__Work request__. From the first line to the last, give the records again exactly.

(Stored data)
============================================================

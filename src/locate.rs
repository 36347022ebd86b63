//! Scenario discovery.
//!
//! A scenario is a direct subdirectory of the scenarios root that contains a
//! declaration file. Resolution is all-or-nothing: a name either maps to one
//! valid scenario directory or the run stops with a [`HarnessError`].

use std::path::{Path, PathBuf};

use tracing::debug;

use crate::descriptor::DECLARATION_FILE;
use crate::error::HarnessError;

/// Resolve `name` to its scenario directory under `scenarios_dir`.
///
/// # Errors
/// - [`HarnessError::ScenarioNotFound`] if no such directory exists, listing
///   the scenarios that do.
/// - [`HarnessError::NotAScenario`] if the directory has no declaration file.
pub fn locate_scenario(scenarios_dir: &Path, name: &str) -> Result<PathBuf, HarnessError> {
    let scenario_dir = scenarios_dir.join(name);
    if !is_plain_name(name) || !scenario_dir.is_dir() {
        return Err(HarnessError::ScenarioNotFound {
            name: name.to_owned(),
            searched: scenarios_dir.to_owned(),
            available: available_scenarios(scenarios_dir),
        });
    }

    let declaration = scenario_dir.join(DECLARATION_FILE);
    if !declaration.is_file() {
        return Err(HarnessError::NotAScenario {
            name: name.to_owned(),
            expected: declaration,
        });
    }

    debug!(scenario = name, dir = %scenario_dir.display(), "located scenario");
    Ok(scenario_dir)
}

/// Sorted names of every subdirectory that holds a declaration file.
///
/// An unreadable scenarios root yields an empty list; the caller is already
/// reporting a failure and only wants suggestions.
#[must_use]
pub fn available_scenarios(scenarios_dir: &Path) -> Vec<String> {
    let Ok(entries) = std::fs::read_dir(scenarios_dir) else {
        return Vec::new();
    };
    let mut names: Vec<String> = entries
        .filter_map(Result::ok)
        .filter(|entry| entry.path().join(DECLARATION_FILE).is_file())
        .filter_map(|entry| entry.file_name().into_string().ok())
        .collect();
    names.sort();
    names
}

/// A scenario name must be a single path component.
fn is_plain_name(name: &str) -> bool {
    !name.is_empty()
        && name != "."
        && name != ".."
        && !name.contains(['/', '\\'])
}
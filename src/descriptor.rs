//! Scenario declarations (`scenario.yaml`).
//!
//! The declaration is parsed into a loosely typed [`RawDescriptor`] first and
//! then validated into the strict [`ScenarioDescriptor`]. Nothing optional or
//! unchecked leaks past [`ScenarioDescriptor::parse`].

use std::collections::BTreeSet;
use std::path::Path;

use serde::Deserialize;

use crate::config::ConfigError;

/// Filename of the declaration inside each scenario directory.
pub const DECLARATION_FILE: &str = "scenario.yaml";

/// Timeout applied to the setup phase when the declaration omits one.
pub const DEFAULT_TIMEOUT_SECONDS: u64 = 300;

/// A validated scenario declaration.
#[derive(Clone, Debug, PartialEq, Eq)]
pub struct ScenarioDescriptor {
    /// Non-empty scenario name, reported in results and transcripts.
    pub name: String,
    /// Free-form description; empty when not declared.
    pub description: String,
    /// Setup-phase timeout in seconds; always positive.
    pub timeout_seconds: u64,
    /// Tags, de-duplicated and sorted.
    pub tags: BTreeSet<String>,
}

#[derive(Debug, Deserialize)]
#[serde(deny_unknown_fields)]
struct RawDescriptor {
    name: Option<String>,
    #[serde(default)]
    description: Option<String>,
    #[serde(default, alias = "timeout_seconds")]
    timeout: Option<u64>,
    #[serde(default)]
    tags: Option<Vec<String>>,
}

impl ScenarioDescriptor {
    /// Read and validate a declaration file.
    ///
    /// # Errors
    /// Returns `ConfigError` (carrying `path`) when the file cannot be read,
    /// is not valid YAML, or fails validation.
    pub fn load(path: &Path) -> Result<Self, ConfigError> {
        let contents = std::fs::read_to_string(path)
            .map_err(|e| ConfigError::new(format!("could not read file: {e}")).at(path))?;
        Self::parse(&contents).map_err(|e| e.at(path))
    }

    /// Parse and validate a declaration from a YAML string.
    ///
    /// # Errors
    /// Returns `ConfigError` on malformed YAML, unknown keys, a missing or
    /// empty `name`, or a non-positive `timeout`.
    pub fn parse(yaml: &str) -> Result<Self, ConfigError> {
        if yaml.trim().is_empty() {
            return Err(ConfigError::new("declaration is empty"));
        }
        let raw: RawDescriptor =
            serde_yaml_ng::from_str(yaml).map_err(|e| ConfigError::new(e.to_string()))?;
        raw.try_into()
    }
}

impl TryFrom<RawDescriptor> for ScenarioDescriptor {
    type Error = ConfigError;

    fn try_from(raw: RawDescriptor) -> Result<Self, Self::Error> {
        let name = raw
            .name
            .ok_or_else(|| ConfigError::new("missing required field `name`"))?;
        let name = name.trim().to_owned();
        if name.is_empty() {
            return Err(ConfigError::new("field `name` must not be empty"));
        }

        let timeout_seconds = match raw.timeout {
            None => DEFAULT_TIMEOUT_SECONDS,
            Some(0) => return Err(ConfigError::new("field `timeout` must be positive")),
            Some(t) => t,
        };

        Ok(Self {
            name,
            description: raw.description.unwrap_or_default(),
            timeout_seconds,
            tags: raw.tags.unwrap_or_default().into_iter().collect(),
        })
    }
}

============================================================

__Result of the exercise__.
filename src/locate.rs
repository 36347022ebd86b63
//! Scenario discovery.
//!
//! A scenario is a direct subdirectory of the scenarios root that contains a
//! declaration file. Resolution is all-or-nothing: a name either maps to one
//! valid scenario directory or the run stops with a [`HarnessError`].

use std::path::{Path, PathBuf};

use tracing::debug;

use crate::descriptor::DECLARATION_FILE;
use crate::error::HarnessError;

/// Resolve `name` to its scenario directory under `scenarios_dir`.
///
/// # Errors
/// - [`HarnessError::ScenarioNotFound`] if no such directory exists, listing
///   the scenarios that do.
/// - [`HarnessError::NotAScenario`] if the directory has no declaration file.
pub fn locate_scenario(scenarios_dir: &Path, name: &str) -> Result<PathBuf, HarnessError> {
    let scenario_dir = scenarios_dir.join(name);
    if !is_plain_name(name) || !scenario_dir.is_dir() {
        return Err(HarnessError::ScenarioNotFound {
            name: name.to_owned(),
            searched: scenarios_dir.to_owned(),
            available: available_scenarios(scenarios_dir),
        });
    }

    let declaration = scenario_dir.join(DECLARATION_FILE);
    if !declaration.is_file() {
        return Err(HarnessError::NotAScenario {
            name: name.to_owned(),
            expected: declaration,
        });
    }

    debug!(scenario = name, dir = %scenario_dir.display(), "located scenario");
    Ok(scenario_dir)
}

/// Sorted names of every subdirectory that holds a declaration file.
///
/// An unreadable scenarios root yields an empty list; the caller is already
/// reporting a failure and only wants suggestions.
#[must_use]
pub fn available_scenarios(scenarios_dir: &Path) -> Vec<String> {
    let Ok(entries) = std::fs::read_dir(scenarios_dir) else {
        return Vec::new();
    };
    let mut names: Vec<String> = entries
        .filter_map(Result::ok)
        .filter(|entry| entry.path().join(DECLARATION_FILE).is_file())
        .filter_map(|entry| entry.file_name().into_string().ok())
        .collect();
    names.sort();
    names
}

/// A scenario name must be a single path component.
fn is_plain_name(name: &str) -> bool {
    !name.is_empty()
        && name != "."
        && name != ".."
        && !name.contains(['/', '\\'])
}
filename src/descriptor.rs
//! Scenario declarations (`scenario.yaml`).
//!
//! The declaration is parsed into a loosely typed [`RawDescriptor`] first and
//! then validated into the strict [`ScenarioDescriptor`]. Nothing optional or
//! unchecked leaks past [`ScenarioDescriptor::parse`].

use std::collections::BTreeSet;
use std::path::Path;

use serde::Deserialize;

use crate::config::ConfigError;

/// Filename of the declaration inside each scenario directory.
pub const DECLARATION_FILE: &str = "scenario.yaml";

/// Timeout applied to the setup phase when the declaration omits one.
pub const DEFAULT_TIMEOUT_SECONDS: u64 = 300;

/// A validated scenario declaration.
#[derive(Clone, Debug, PartialEq, Eq)]
pub struct ScenarioDescriptor {
    /// Non-empty scenario name, reported in results and transcripts.
    pub name: String,
    /// Free-form description; empty when not declared.
    pub description: String,
    /// Setup-phase timeout in seconds; always positive.
    pub timeout_seconds: u64,
    /// Tags, de-duplicated and sorted.
    pub tags: BTreeSet<String>,
}

#[derive(Debug, Deserialize)]
#[serde(deny_unknown_fields)]
struct RawDescriptor {
    name: Option<String>,
    #[serde(default)]
    description: Option<String>,
    #[serde(default, alias = "timeout_seconds")]
    timeout: Option<u64>,
    #[serde(default)]
    tags: Option<Vec<String>>,
}

impl ScenarioDescriptor {
    /// Read and validate a declaration file.
    ///
    /// # Errors
    /// Returns `ConfigError` (carrying `path`) when the file cannot be read,
    /// is not valid YAML, or fails validation.
    pub fn load(path: &Path) -> Result<Self, ConfigError> {
        let contents = std::fs::read_to_string(path)
            .map_err(|e| ConfigError::new(format!("could not read file: {e}")).at(path))?;
        Self::parse(&contents).map_err(|e| e.at(path))
    }

    /// Parse and validate a declaration from a YAML string.
    ///
    /// # Errors
    /// Returns `ConfigError` on malformed YAML, unknown keys, a missing or
    /// empty `name`, or a non-positive `timeout`.
    pub fn parse(yaml: &str) -> Result<Self, ConfigError> {
        if yaml.trim().is_empty() {
            return Err(ConfigError::new("declaration is empty"));
        }
        let raw: RawDescriptor =
            serde_yaml_ng::from_str(yaml).map_err(|e| ConfigError::new(e.to_string()))?;
        raw.try_into()
    }
}

impl TryFrom<RawDescriptor> for ScenarioDescriptor {
    type Error = ConfigError;

    fn try_from(raw: RawDescriptor) -> Result<Self, Self::Error> {
        let name = raw
            .name
            .ok_or_else(|| ConfigError::new("missing required field `name`"))?;
        let name = name.trim().to_owned();
        if name.is_empty() {
            return Err(ConfigError::new("field `name` must not be empty"));
        }

        let timeout_seconds = match raw.timeout {
            None => DEFAULT_TIMEOUT_SECONDS,
            Some(0) => return Err(ConfigError::new("field `timeout` must be positive")),
            Some(t) => t,
        };

        Ok(Self {
            name,
            description: raw.description.unwrap_or_default(),
            timeout_seconds,
            tags: raw.tags.unwrap_or_default().into_iter().collect(),
        })
    }
}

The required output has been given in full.